RECKLESS EYEBALLING

Death of a gladiator

Oliver Reed
Born: February 13, 1938
London, England
Died: May 2, 1999,
Valletta, Malta

by Anita Schmaltz
5/24/00


The author in Reed's drinking spot.

 

 

 

 

"I have to see Gladiator." There was no debate allowed. The film had just opened a couple of days earlier, and it was the first night I’d had free since. My boyfriend could either come along, or not.

In the theater, my eyes opened wide as the monstrous screen illuminated Ridley Scott’s latest directorial endeavor. I was immediately caught up in the excitement of blood, death and special effects, but, still, I found a part of myself waiting. The little girl inside longed for the entrance of an ongoing fascination, and my mind wandered back to summer vacation.

Last July, I was on holiday on Malta, an island about 90 miles south of Sicily. It’s touched by so many cultures and civilizations that linguists can’t crack the origin of the language, and archaeologists aren’t sure who built the oldest manmade structures on earth, now ruins. It’s the same timeless land in which Scott decided to film Gladiator, a movie that deals with a group of men gathered from many countries to fight to the death as entertainment, and trained by Proximo, portrayed by British actor Oliver Reed.

"I have to go to the pub." No debate allowed. Just after my boyfriend and I had decided to go to Malta, we found a tiny blurb about Reed’s death. He’d had a heart attack in a pub in Valletta, Malta and died on his way to assistance. He was on the island because of the filming of Gladiator.

Not until well into the film did Reed appear as Proximo, time-ravaged but still charging onto the screen like a bull. His intimidating eyes triggered a montage of Reed scenes, from the tormented young man ripped apart by inner turmoil in the classic Hammer film Curse of the Werewolf, to Oliver’s most terrifying Bill Sykes of all time. As a girl, I knew how Sykes’ girlfriend Nancy felt, madly in love with his raw and rugged good looks, frightened of his seething undercurrent of rage, ready to blow at any moment.

We’d tried several times to visit the pub, but every night it was closed. We peeked into the dark window at the front, and I wondered how a larger-than-life musketeer could hang out in such a tiny place. On our last day, we just had to give it one more try before we got on the boat that afternoon; I’d die if we didn’t get in.

Thank God it was open!
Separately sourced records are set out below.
/// Resolve one optional config value: expand `${VAR}` references, or fall
/// back to the convention env var when the value is absent.
fn resolve_value_with<F>(
    raw: Option<String>,
    field: &str,
    convention_var: &str,
    lookup: F,
) -> Result<(Option<String>, ValueSource), ConfigError>
where
    F: Fn(&str) -> Option<String>,
{
    match raw {
        Some(raw) if raw.contains("${") => {
            let expanded = expand_env_vars_with(&raw, field, &lookup)?;
            Ok((Some(expanded), ValueSource::EnvExpanded))
        }
        Some(raw) => Ok((Some(raw), ValueSource::Literal)),
        None => match lookup(convention_var) {
            Some(value) => Ok((Some(value), ValueSource::Convention(convention_var.to_string()))),
            None => Ok((None, ValueSource::None)),
        },
    }
}

impl Config {
    /// Convert raw (deserialized) config to final config with env var expansion.
    ///
    /// Returns the config and the source of each env-aware field
    /// (`server.base_url`, `verify.api_key`).
    pub fn from_raw(raw: RawConfig) -> Result<(Self, Vec<(String, ValueSource)>), ConfigError> {
        Self::from_raw_with(raw, |name| std::env::var(name).ok())
    }

    fn from_raw_with<F>(
        raw: RawConfig,
        lookup: F,
    ) -> Result<(Self, Vec<(String, ValueSource)>), ConfigError>
    where
        F: Fn(&str) -> Option<String>,
    {
        let (base_url, base_url_source) =
            resolve_value_with(raw.server.base_url, "server.base_url", BASE_URL_ENV, &lookup)?;
        let (api_key, api_key_source) =
            resolve_value_with(raw.verify.api_key, "verify.api_key", API_KEY_ENV, &lookup)?;

        let config = Config {
            server: ServerConfig {
                listen: raw.server.listen,
                base_url,
            },
            models: raw.models,
            verify: VerifyConfig {
                api_key: api_key.map(ApiKey::from),
                timeout_secs: raw.verify.timeout_secs,
            },
        };

        let sources = vec![
            ("server.base_url".to_string(), base_url_source),
            ("verify.api_key".to_string(), api_key_source),
        ];

        Ok((config, sources))
    }

    /// Load configuration from a TOML file with environment variable expansion.
    ///
    /// This is the env-var-aware entry point. It:
    /// 1. Reads the file
    /// 2. Parses as `RawConfig`
    /// 3. Expands `${VAR}` references and applies convention lookup
    /// 4. Validates the resulting config
    pub fn from_file_with_env(
        path: impl AsRef<Path>,
    ) -> Result<(Self, Vec<(String, ValueSource)>), ConfigError> {
        let content = read_config(path.as_ref())?;

        let raw: RawConfig = toml::from_str(&content).map_err(ConfigError::Parse)?;
        let (config, sources) = Self::from_raw(raw)?;
        config.validate()?;

        Ok((config, sources))
    }
}

#[cfg(test)]
mod tests {
    use super::*;
    use tracing_test::traced_test;

    #[test]
    fn test_parse_minimal_config() {
        let toml = r#"
            [server]
            listen = "127.0.0.1:9000"
        "#;

        let config = Config::parse_str(toml).unwrap();
        assert_eq!(config.server.listen, "127.0.0.1:9000");
        assert!(config.server.base_url.is_none());
        assert!(config.models.language_allowlist().is_unrestricted());
        assert!(config.models.embedding_allowlist().is_unrestricted());
        assert_eq!(config.verify.timeout_secs, 120);
    }

    #[test]
    fn test_parse_full_config() {
        let toml = r#"
            [server]
            listen = "0.0.0.0:8080"
            base_url = "https://ai.example.org"

            [models]
            allowed_language_models = ["claude-3-opus", "claude-3-haiku"]
            allowed_embedding_models = []

            [verify]
            api_key = "sk-test"
            timeout_secs = 5
        "#;

        let config = Config::parse_str(toml).unwrap();
        assert_eq!(config.server.base_url.as_deref(), Some("https://ai.example.org"));
        assert_eq!(
            config.models.language_allowlist(),
            ModelAllowlist::Restricted(vec!["claude-3-opus".into(), "claude-3-haiku".into()])
        );
        assert_eq!(
            config.models.embedding_allowlist(),
            ModelAllowlist::Restricted(vec![])
        );
        assert_eq!(config.verify.timeout_secs, 5);
    }

    #[test]
    fn test_non_string_entries_kept_as_text() {
        let toml = r#"
            [server]

            [models]
            allowed_language_models = ["gpt-4o", 42, true, 1.5]
        "#;

        let config = Config::parse_str(toml).unwrap();
        assert_eq!(
            config.models.allowed_language_models,
            Some(vec![
                "gpt-4o".to_string(),
                "42".to_string(),
                "true".to_string(),
                "1.5".to_string()
            ])
        );
    }

    #[test]
    fn test_duplicate_entries_collapse_in_allowlist() {
        let toml = r#"
            [server]

            [models]
            allowed_language_models = ["a", "b", "a"]
        "#;

        let config = Config::parse_str(toml).unwrap();
        assert_eq!(
            config.models.language_allowlist(),
            ModelAllowlist::Restricted(vec!["a".into(), "b".into()])
        );
    }

    #[test]
    fn test_empty_listen_rejected() {
        let toml = r#"
            [server]
            listen = ""
        "#;

        let err = Config::parse_str(toml).unwrap_err();
        assert!(matches!(err, ConfigError::Validation(_)));
    }

    #[test]
    fn test_malformed_base_url_is_not_fatal() {
        let toml = r#"
            [server]
            base_url = "not a url"
        "#;

        let config = Config::parse_str(toml).unwrap();
        assert_eq!(config.page_inputs().base_url, "not a url");
    }

    #[test]
    #[traced_test]
    fn test_non_http_base_url_warns_at_load() {
        let toml = r#"
            [server]
            base_url = "ftp://files.example.org"
        "#;

        let config = Config::parse_str(toml).unwrap();
        assert_eq!(config.page_inputs().base_url, "ftp://files.example.org");
        assert!(logs_contain("base_url is not an http(s) URL"));
    }

    #[test]
    fn test_page_inputs_without_base_url() {
        let config = Config::parse_str("[server]").unwrap();
        let inputs = config.page_inputs();
        assert_eq!(inputs.base_url, "");
        assert!(inputs.language_models.is_unrestricted());
    }

    #[test]
    fn test_api_key_debug_redaction() {
        let key = ApiKey::from("sk-super-secret");
        let debug_output = format!("{:?}", key);
        assert_eq!(debug_output, "[REDACTED]");
        assert!(!debug_output.contains("super-secret"));
    }

    #[test]
    fn test_api_key_display_redaction() {
        let key = ApiKey::from("sk-super-secret");
        assert_eq!(format!("{}", key), "[REDACTED]");
    }

    #[test]
    fn test_api_key_serialize_redaction() {
        let key = ApiKey::from("real-secret-value");
        let json = serde_json::to_string(&key).unwrap();
        assert_eq!(json, "\"[REDACTED]\"");
    }

    #[test]
    fn test_verify_config_debug_redaction() {
        let toml = r#"
            [server]

            [verify]
            api_key = "sk-ABCD1234secret"
        "#;

        let config = Config::parse_str(toml).unwrap();
        assert_eq!(
            config.verify.api_key.as_ref().unwrap().expose_secret(),
            "sk-ABCD1234secret"
        );
        let debug = format!("{:?}", config.verify);
        assert!(!debug.contains("sk-ABCD1234secret"));
        assert!(debug.contains("[REDACTED]"));
    }

    // ── Expansion tests (using expand_env_vars_with, no global env state) ──

    #[test]
    fn test_expand_single_var() {
        let lookup = |name: &str| match name {
            "PUBLIC_URL" => Some("https://ai.example.org".to_string()),
            _ => None,
        };
        let result = expand_env_vars_with("${PUBLIC_URL}", "server.base_url", lookup).unwrap();
        assert_eq!(result, "https://ai.example.org");
    }

    #[test]
    fn test_expand_multiple_vars() {
        let lookup = |name: &str| match name {
            "SCHEME" => Some("https".to_string()),
            "HOST" => Some("example.com".to_string()),
            _ => None,
        };
        let result = expand_env_vars_with("${SCHEME}://${HOST}", "test", lookup).unwrap();
        assert_eq!(result, "https://example.com");
    }

    #[test]
    fn test_expand_no_vars_passthrough() {
        let lookup = |_: &str| -> Option<String> { panic!("should not be called") };
        let result = expand_env_vars_with("literal-value", "test", lookup).unwrap();
        assert_eq!(result, "literal-value");
    }

    #[test]
    fn test_expand_missing_var_fails() {
        let lookup = |_: &str| None;
        let err = expand_env_vars_with("${MISSING}", "server.base_url", lookup)
            .unwrap_err()
            .to_string();
        assert!(err.contains("MISSING"), "Error should name the variable");
        assert!(err.contains("server.base_url"), "Error should name the field");
    }

    #[test]
    fn test_expand_unclosed_brace_fails() {
        let lookup = |_: &str| -> Option<String> { panic!("should not be called") };
        let err = expand_env_vars_with("${UNCLOSED", "test", lookup)
            .unwrap_err()
            .to_string()
            .to_lowercase();
        assert!(err.contains("unclosed"));
    }

    #[test]
    fn test_expand_empty_var_name_fails() {
        let lookup = |_: &str| -> Option<String> { panic!("should not be called") };
        let err = expand_env_vars_with("${}", "test", lookup)
            .unwrap_err()
            .to_string()
            .to_lowercase();
        assert!(err.contains("empty"));
    }

    #[test]
    fn test_expand_dollar_without_brace_passthrough() {
        let lookup = |_: &str| -> Option<String> { panic!("should not be called") };
        let result = expand_env_vars_with("$NOT_A_VAR", "test", lookup).unwrap();
        assert_eq!(result, "$NOT_A_VAR");
    }

    // ── from_raw tests ──

    fn make_raw_config(base_url: Option<&str>, api_key: Option<&str>) -> RawConfig {
        RawConfig {
            server: RawServerConfig {
                listen: "127.0.0.1:9000".to_string(),
                base_url: base_url.map(String::from),
            },
            models: ModelsConfig::default(),
            verify: RawVerifyConfig {
                api_key: api_key.map(String::from),
                ..RawVerifyConfig::default()
            },
        }
    }

    #[test]
    fn test_from_raw_literal_values() {
        let raw = make_raw_config(Some("https://ai.example.org"), Some("sk-literal"));
        let (config, sources) = Config::from_raw_with(raw, |_| None).unwrap();

        assert_eq!(sources[0], ("server.base_url".to_string(), ValueSource::Literal));
        assert_eq!(sources[1], ("verify.api_key".to_string(), ValueSource::Literal));
        assert_eq!(config.server.base_url.as_deref(), Some("https://ai.example.org"));
        assert_eq!(config.verify.api_key.unwrap().expose_secret(), "sk-literal");
    }

    #[test]
    fn test_from_raw_env_expanded() {
        let lookup = |name: &str| match name {
            "HOST" => Some("ai.example.org".to_string()),
            "KEY" => Some("sk-from-env".to_string()),
            _ => None,
        };
        let raw = make_raw_config(Some("https://${HOST}"), Some("${KEY}"));
        let (config, sources) = Config::from_raw_with(raw, lookup).unwrap();

        assert_eq!(sources[0].1, ValueSource::EnvExpanded);
        assert_eq!(sources[1].1, ValueSource::EnvExpanded);
        assert_eq!(config.server.base_url.as_deref(), Some("https://ai.example.org"));
        assert_eq!(config.verify.api_key.unwrap().expose_secret(), "sk-from-env");
    }

    #[test]
    fn test_from_raw_convention() {
        let lookup = |name: &str| match name {
            BASE_URL_ENV => Some("https://conv.example.org".to_string()),
            _ => None,
        };
        let raw = make_raw_config(None, None);
        let (config, sources) = Config::from_raw_with(raw, lookup).unwrap();

        assert_eq!(sources[0].1, ValueSource::Convention(BASE_URL_ENV.to_string()));
        assert_eq!(sources[1].1, ValueSource::None);
        assert_eq!(config.server.base_url.as_deref(), Some("https://conv.example.org"));
        assert!(config.verify.api_key.is_none());
    }

    #[test]
    fn test_from_raw_missing_env_var_fails() {
        let raw = make_raw_config(Some("${NOPE}"), None);
        let err = Config::from_raw_with(raw, |_| None).unwrap_err().to_string();
        assert!(err.contains("NOPE"), "Error should name the variable: {}", err);
        assert!(err.contains("server.base_url"), "Error should name the field: {}", err);
    }

    #[test]
    fn test_value_source_display() {
        assert_eq!(ValueSource::Literal.to_string(), "config-literal");
        assert_eq!(
            ValueSource::Convention(API_KEY_ENV.to_string()).to_string(),
            "convention (AIPROXY_API_KEY)"
        );
    }
}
I asked the bartender why the pub was closed every night. He replied, "So I can go to the pub and drink," as a matter of fact. Warren, a young Maltese with a round, pleasant face, was the man who poured the last drinks Reed ever swallowed. I asked him about that day.

"Did he have a good time?" I had to know.

"Oh, yes." Reed had a drinking and arm-wrestling contest with six British sailors, and won, living up to his off-screen, hard-drinking reputation. An English woman told me Reed belonged to a notorious group known as the Piss Artists (getting "pissed" is British slang for getting drunk), including the likes of Lee Marvin, Peter O’Toole, etc. It seemed we weren’t the only fans paying tribute to Ollie that day. The woman was with a group of Brits gathered in front of a cheesy promotional poster for Reed’s film, The Trap.

Just to the left of them was Reed’s favorite drinking spot on the end of the bench. I sat in that spot, hoping to somehow touch something lost to mortality, and my boyfriend took a tourist’s snapshot of me there, Reed’s sweatshirt tacked on the wall overhead. In the photograph, the sweatshirt looks far too small to be worn by a trainer of gladiators. Reed’s wife Josephine had sent the shirt to the pub, along with a letter of thanks, tacked up on the wall as well. She was there that day, after the sailors had left defeated. Her husband rested his head on her lap and had a heart attack.

"Win the crowd and win your freedom," Proximo says to Maximus, his gladiatorial apprentice. It makes me wonder: Is gladiating really so different from acting? Proximo even admitted that he was an entertainer. The pub was full of entertained, won-over fans, celebrating the life of a man who intensely celebrated life.

Somehow, it seemed appropriate that we traveled from a final farewell toast for Reed to the top of Mt. Etna, an active volcano in Sicily with a seething undercurrent of rage, ready to blow at any moment.

Good-bye Ollie.

"We mere mortals are but shadows and dust." Proximo, Gladiator.

Anita Schmaltz writes about the arts for the Metro Times.